Provided data
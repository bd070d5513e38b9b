//! Upstream URLs and usage shapes for the built-in providers.

use common::configuration::UpstreamConfig;
use common::consts::{ANTHROPIC_PROVIDER, AZURE_PROVIDER, OPENAI_PROVIDER};
use common::errors::ProxyError;
use common::models::{ProviderSetting, SETTING_API_VERSION, SETTING_RESOURCE_NAME};

use super::request::query_param;
use crate::events::UsageKind;

/// How the consumer should read usage for a provider-relative path.
pub fn usage_for(provider: &str, upstream_path: &str) -> Result<UsageKind, ProxyError> {
    let usage = match (provider, upstream_path) {
        (OPENAI_PROVIDER, "/v1/chat/completions") => Some(UsageKind::OpenAiChat),
        (OPENAI_PROVIDER, "/v1/embeddings") => Some(UsageKind::OpenAiEmbeddings),
        (OPENAI_PROVIDER, "/v1/audio/speech") => Some(UsageKind::OpenAiSpeech),
        (ANTHROPIC_PROVIDER, "/v1/complete") => Some(UsageKind::AnthropicComplete),
        (AZURE_PROVIDER, path) => match azure_operation(path) {
            Some((_, "chat/completions")) => Some(UsageKind::AzureChat),
            Some((_, "embeddings")) => Some(UsageKind::AzureEmbeddings),
            _ => None,
        },
        _ => None,
    };
    usage.ok_or_else(|| ProxyError::NotFound(format!("{provider} does not serve {upstream_path}")))
}

/// `/deployments/<id>/<op>` split into deployment id and operation.
fn azure_operation(path: &str) -> Option<(&str, &str)> {
    let rest = path.strip_prefix("/deployments/")?;
    let (deployment, op) = rest.split_once('/')?;
    (!deployment.is_empty()).then_some((deployment, op))
}

/// The upstream URL for a built-in provider request.
pub fn upstream_url(
    upstream: &UpstreamConfig,
    provider: &str,
    upstream_path: &str,
    query: Option<&str>,
    setting: &ProviderSetting,
) -> Result<String, ProxyError> {
    let with_query = |base: &str| match query.filter(|q| !q.is_empty()) {
        Some(q) => format!("{}{upstream_path}?{q}", base.trim_end_matches('/')),
        None => format!("{}{upstream_path}", base.trim_end_matches('/')),
    };

    match provider {
        OPENAI_PROVIDER => Ok(with_query(&upstream.openai_base_url)),
        ANTHROPIC_PROVIDER => Ok(with_query(&upstream.anthropic_base_url)),
        AZURE_PROVIDER => {
            let api_version = query_param(query, "api-version")
                .filter(|v| !v.is_empty())
                .or_else(|| setting.param(SETTING_API_VERSION))
                .ok_or_else(|| ProxyError::Validation("api-version is required".into()))?;
            let base = azure_base(upstream, setting)?;
            Ok(format!("{base}/openai{upstream_path}?api-version={api_version}"))
        }
        other => Err(ProxyError::NotFound(format!("unknown provider {other}"))),
    }
}

/// Azure deployment URL used by route steps: `<base>/openai/deployments/<id>/<op>`.
pub fn azure_deployment_url(
    upstream: &UpstreamConfig,
    setting: &ProviderSetting,
    deployment: &str,
    operation: &str,
) -> Result<String, ProxyError> {
    let api_version = setting.param(SETTING_API_VERSION).ok_or_else(|| {
        ProxyError::Internal(format!("azure setting {} has no apiVersion", setting.id))
    })?;
    let base = azure_base(upstream, setting)?;
    Ok(format!(
        "{base}/openai/deployments/{deployment}/{operation}?api-version={api_version}"
    ))
}

fn azure_base(upstream: &UpstreamConfig, setting: &ProviderSetting) -> Result<String, ProxyError> {
    match (&upstream.azure_base_url, setting.param(SETTING_RESOURCE_NAME)) {
        (Some(_), resource) => Ok(upstream.azure_base(resource.unwrap_or_default())),
        (None, Some(resource)) => Ok(upstream.azure_base(resource)),
        (None, None) => Err(ProxyError::Internal(format!(
            "azure setting {} has no resourceName",
            setting.id
        ))),
    }
}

Work request
What the task asks for is a word-for-word repeat of the lines above, from the first through the one containing "use super::request::query_param;".

Answer below
repository bd070d5513e38b9b
//! Upstream URLs and usage shapes for the built-in providers.

use common::configuration::UpstreamConfig;
use common::consts::{ANTHROPIC_PROVIDER, AZURE_PROVIDER, OPENAI_PROVIDER};
use common::errors::ProxyError;
use common::models::{ProviderSetting, SETTING_API_VERSION, SETTING_RESOURCE_NAME};

use super::request::query_param;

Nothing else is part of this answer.